A new paper by researchers with the University of Southampton, the GEOMAR Helmholtz Centre for Ocean Research and the Sea Around Us initiative at the University of British Columbia presents a science-based pathway for decision-makers to develop a holistic approach in fisheries management by harnessing the present moment in which threatened stocks are seeing fishing pressure reduced to levels not seen since World War II.
“Several stocks targeted by UK fishers are in a degraded and precarious state. In fact, of those for which there is data available, 37 per cent were set to be overfished just this year,” said Paul S. Kemp, lead author of the study and a researcher at the University of Southampton. “One of the reasons for this is that fishing quotas – or how much of each species can be caught in a certain area by each country – are set by the EU at levels higher than those that would enable the recovery of the populations.”

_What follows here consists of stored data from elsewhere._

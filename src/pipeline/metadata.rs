//! Project metadata for reports
//!
//! Read from `package.json` and from the analyzed structure. A missing or
//! malformed manifest only leaves the manifest fields empty.

use super::workspace::SubProject;
use crate::classifier::{classify, Role};
use crate::graph::ModuleGraph;
use crate::parsers::SourceUnit;
use crate::providers::ProviderMap;
use serde::{Deserialize, Serialize};
use std::path::Path;
use tracing::debug;

/// Framework package whose version is reported
pub const FRAMEWORK_PACKAGE: &str = "@nestjs/core";

/// ORM name -> packages that indicate it
const ORM_PACKAGES: &[(&str, &[&str])] = &[
    ("typeorm", &["typeorm", "@nestjs/typeorm"]),
    ("prisma", &["@prisma/client", "prisma"]),
    ("mongoose", &["mongoose", "@nestjs/mongoose"]),
    ("sequelize", &["sequelize", "@nestjs/sequelize"]),
    ("mikro-orm", &["@mikro-orm/core", "@mikro-orm/nestjs"]),
    ("drizzle", &["drizzle-orm"]),
];

#[derive(Debug, Clone, Default, PartialEq, Eq, Serialize, Deserialize)]
#[serde(rename_all = "camelCase")]
pub struct ProjectMetadata {
    pub name: Option<String>,
    pub framework_version: Option<String>,
    pub orm: Option<String>,
    pub file_count: usize,
    pub module_count: usize,
    pub provider_count: usize,
    pub controller_count: usize,
    /// Sub-project names for multi-project workspaces
    pub projects: Vec<String>,
}

#[derive(Debug, Default)]
struct PackageManifest {
    name: Option<String>,
    dependencies: Vec<(String, String)>,
}

fn read_manifest(root: &Path) -> PackageManifest {
    let path = root.join("package.json");
    let Ok(content) = std::fs::read_to_string(&path) else {
        return PackageManifest::default();
    };
    let value: serde_json::Value = match serde_json::from_str(&content) {
        Ok(v) => v,
        Err(e) => {
            debug!("Ignoring malformed {}: {}", path.display(), e);
            return PackageManifest::default();
        }
    };

    let mut dependencies = Vec::new();
    for section in ["dependencies", "devDependencies", "peerDependencies"] {
        if let Some(deps) = value.get(section).and_then(|d| d.as_object()) {
            for (name, version) in deps {
                dependencies.push((name.clone(), version.as_str().unwrap_or("").to_string()));
            }
        }
    }

    PackageManifest {
        name: value.get("name").and_then(|n| n.as_str()).map(String::from),
        dependencies,
    }
}

pub fn detect_metadata(
    root: &Path,
    units: &[SourceUnit],
    graph: &ModuleGraph,
    providers: &ProviderMap,
    projects: &[SubProject],
) -> ProjectMetadata {
    let manifest = read_manifest(root);
    let has = |package: &str| manifest.dependencies.iter().any(|(name, _)| name == package);

    let framework_version = manifest
        .dependencies
        .iter()
        .find(|(name, _)| name == FRAMEWORK_PACKAGE)
        .map(|(_, version)| version.clone());

    let orm = ORM_PACKAGES
        .iter()
        .find(|(_, packages)| packages.iter().any(|p| has(p)))
        .map(|(orm, _)| orm.to_string());

    let controller_count = units
        .iter()
        .flat_map(|u| u.classes.iter())
        .filter(|c| classify(c) == Role::Controller)
        .count();

    ProjectMetadata {
        name: manifest.name,
        framework_version,
        orm,
        file_count: units.len(),
        module_count: graph.modules.len(),
        provider_count: providers.len(),
        controller_count,
        projects: projects.iter().map(|p| p.name.clone()).collect(),
    }
}

#[cfg(test)]
mod tests {
    use super::*;
    use tempfile::tempdir;

    #[test]
    fn test_reads_manifest() {
        let dir = tempdir().unwrap();
        std::fs::write(
            dir.path().join("package.json"),
            r#"{ "name": "shop-api", "dependencies": { "@nestjs/core": "^10.3.0", "@nestjs/typeorm": "^10.0.0" } }"#,
        )
        .unwrap();
        let meta = detect_metadata(dir.path(), &[], &ModuleGraph::default(), &ProviderMap::new(), &[]);
        assert_eq!(meta.name.as_deref(), Some("shop-api"));
        assert_eq!(meta.framework_version.as_deref(), Some("^10.3.0"));
        assert_eq!(meta.orm.as_deref(), Some("typeorm"));
    }

    #[test]
    fn test_missing_manifest() {
        let dir = tempdir().unwrap();
        let meta = detect_metadata(dir.path(), &[], &ModuleGraph::default(), &ProviderMap::new(), &[]);
        assert_eq!(meta, ProjectMetadata::default());
    }
}
//! The per-note processing pipeline.
//!
//! Sequences scan results through download, save, and rewrite. Processing is
//! strictly sequential with a fixed pause between downloads so image hosts
//! do not rate-limit the run; references are handled in descending offset
//! order so each splice leaves the remaining offsets valid, and every
//! success is spliced into the note immediately rather than batched.

use std::sync::Arc;
use std::sync::atomic::{AtomicBool, Ordering};
use std::time::Duration;

use anyhow::{Result, anyhow};
use chrono::Local;
use tokio::time::sleep;
use tracing::{debug, info, warn};

use crate::config::Settings;
use crate::error::{ProcessError, classify_error};
use crate::fetcher::RemoteFetcher;
use crate::scanner::ImageReference;
use crate::{naming, paths, rewrite, validate};
use crate::vault::Vault;

/// Aggregate result of one run. Exactly one of success/failure is counted
/// per reference attempted.
#[derive(Debug, Clone, Copy, PartialEq, Eq, Default)]
pub struct ProcessingOutcome {
  pub success_count: usize,
  pub failure_count: usize,
}

impl ProcessingOutcome {
  pub fn attempted(&self) -> usize {
    self.success_count + self.failure_count
  }
}

/// Downloads remote images referenced by a note and rewrites the note to
/// point at the local copies.
pub struct Processor {
  fetcher: Arc<dyn RemoteFetcher>,
  vault: Vault,
  settings: Settings,
  processing: AtomicBool,
}

/// Scoped hold on the processing flag; released on every exit path.
struct RunGuard<'a> {
  flag: &'a AtomicBool,
}

impl<'a> RunGuard<'a> {
  fn acquire(flag: &'a AtomicBool) -> Result<Self> {
    flag
      .compare_exchange(false, true, Ordering::SeqCst, Ordering::SeqCst)
      .map_err(|_| anyhow!(ProcessError::Busy))?;
    Ok(Self { flag })
  }
}

impl Drop for RunGuard<'_> {
  fn drop(&mut self) {
    self.flag.store(false, Ordering::SeqCst);
  }
}

impl Processor {
  pub fn new(fetcher: Arc<dyn RemoteFetcher>, vault: Vault, settings: Settings) -> Self {
    Self {
      fetcher,
      vault,
      settings,
      processing: AtomicBool::new(false),
    }
  }

  /// Whether a run is currently active.
  pub fn is_processing(&self) -> bool {
    self.processing.load(Ordering::SeqCst)
  }

  /// Process the given references against a content snapshot of the note.
  ///
  /// `content` must be the exact text `references` were scanned from. Each
  /// reference succeeds or fails independently; one failed download never
  /// aborts the run. The rewritten note is written back once at the end,
  /// and only if at least one reference was replaced.
  ///
  /// # Errors
  /// Fails up front with [`ProcessError::Busy`] when another run is active,
  /// or if the final note write fails. Per-reference failures are reported
  /// through the returned [`ProcessingOutcome`] instead.
  pub async fn process(&self, note_path: &str, content: &str, references: &[ImageReference]) -> Result<ProcessingOutcome> {
    let _guard = RunGuard::acquire(&self.processing)?;

    // Rightmost span first, so pending offsets stay valid as splices change
    // the length of the content. An explicit sort rather than trust in the
    // scanner's emission order.
    let mut ordered: Vec<&ImageReference> = references.iter().collect();
    ordered.sort_by(|a, b| b.start.cmp(&a.start));

    let mut outcome = ProcessingOutcome::default();
    let mut content = content.to_string();
    let throttle = Duration::from_millis(self.settings.throttle_ms);

    for reference in ordered {
      match self.localize_one(note_path, &content, reference, throttle).await {
        Ok(updated) => {
          content = updated;
          outcome.success_count += 1;
        }
        Err(error) => {
          let kind = classify_error(&error);
          warn!("failed to localize {}: {error:#} ({})", reference.url, kind.user_message());
          outcome.failure_count += 1;
        }
      }
    }

    if outcome.success_count > 0 {
      self.vault.write_note(note_path, &content).await?;
    }

    info!(
      "processed {} image(s): {} succeeded, {} failed",
      outcome.attempted(),
      outcome.success_count,
      outcome.failure_count
    );

    Ok(outcome)
  }

  /// Download, save, and splice a single reference. Returns the updated
  /// note content on success.
  async fn localize_one(
    &self,
    note_path: &str,
    content: &str,
    reference: &ImageReference,
    throttle: Duration,
  ) -> Result<String> {
    validate::validate_url(&reference.url).map_err(|reason| anyhow!("invalid URL {}: {reason}", reference.url))?;

    if !throttle.is_zero() {
      sleep(throttle).await;
    }

    let bytes = self.fetcher.fetch_bytes(&reference.url).await?;
    if bytes.is_empty() {
      return Err(anyhow!(ProcessError::EmptyDownload {
        url: reference.url.clone(),
      }));
    }

    let content_type = self.fetcher.fetch_content_type(&reference.url).await;
    let extension = naming::resolve_extension(&reference.url, &content_type);

    let file_name = naming::resolve_file_name(
      &extension,
      &self.settings.naming_format,
      paths::note_base_name(note_path),
      Local::now(),
    );
    validate::validate_file_name(&file_name).map_err(|reason| anyhow!("generated file name rejected: {reason}"))?;

    let folder = paths::resolve_folder(
      &self.settings.placement_policy(),
      note_path,
      self.settings.attachment_folder_path.as_deref(),
    );
    if !folder.is_empty() {
      validate::validate_path_safety(&folder).map_err(|reason| anyhow!("image folder rejected: {reason}"))?;
      self.vault.create_folder(&folder).await?;
    }

    let image_path = paths::join(&folder, &file_name);
    validate::validate_path_safety(&image_path).map_err(|reason| anyhow!("image path rejected: {reason}"))?;

    self.vault.write_binary(&image_path, &bytes).await?;
    debug!("saved {} -> {image_path} ({} bytes)", reference.url, bytes.len());

    let link_path = paths::resolve_link_path(self.settings.link_style(), note_path, &image_path);
    Ok(rewrite::replace_reference(content, reference, &link_path))
  }
}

To regulate the ongoing extraction beyond sustainable limits, the researchers propose fishing targets be set to levels in which fishers leave more fish in the water than the minimum required to generate maximum sustainable yields.
“Maximum Sustainable Yield or MSY is defined as the highest catch that can be continuously taken from a stock under existing environmental conditions,” said Rainer Froese, co-author of the study and senior scientist at GEOMAR. “Smart fisheries management, such as applied in Australia, aims for a little less than MSY. That reduces the risk of unintentional overfishing and ensures close to maximum catches, year after year.”
Daniel Pauly, co-author of the study and principal investigator of the Sea Around Us initiative at the UBC’s Institute for the Oceans and Fisheries said this proposal will allow fish populations to recover to levels that are higher than those that can produce MSY.
“This will ensure large and diverse populations that will be better prepared for climate change, stabilize ecosystems, and at the same time maximize fishers’ profits,” Pauly said. “The opportunity to do this is now because with the slowdown caused by COVID-19 and after Brexit, the UK will be in a position to insist in its negotiations with the EU that fishing quotas advised by scientists not be exceeded.”
As an additional safeguard for sustainable and highly profitable fishing in the post-Brexit and post-COVID-19 world, the researchers propose the creation of a “blue belt” of Marine Protected Areas around the UK coast.
“The establishment of MPAs is one of the most cost-effective ways to restore overexploited stocks and habitats on which fish depend, to the mutual benefit of the fishing industry who experience increased catches in grounds immediately outside of MPAs,” Pauly said.
The researchers believe MPAs may also be a way to bring together the United Kingdom itself and neighbouring countries over a common cause, as Brexit may cause disputes related to access to the English Channel and the North Sea.
“It is likely that a policy that limits access to critical fish habitats to all, as a means to benefit the wider community through the recovery of fish stocks, will be more likely to garner support,” Kemp said.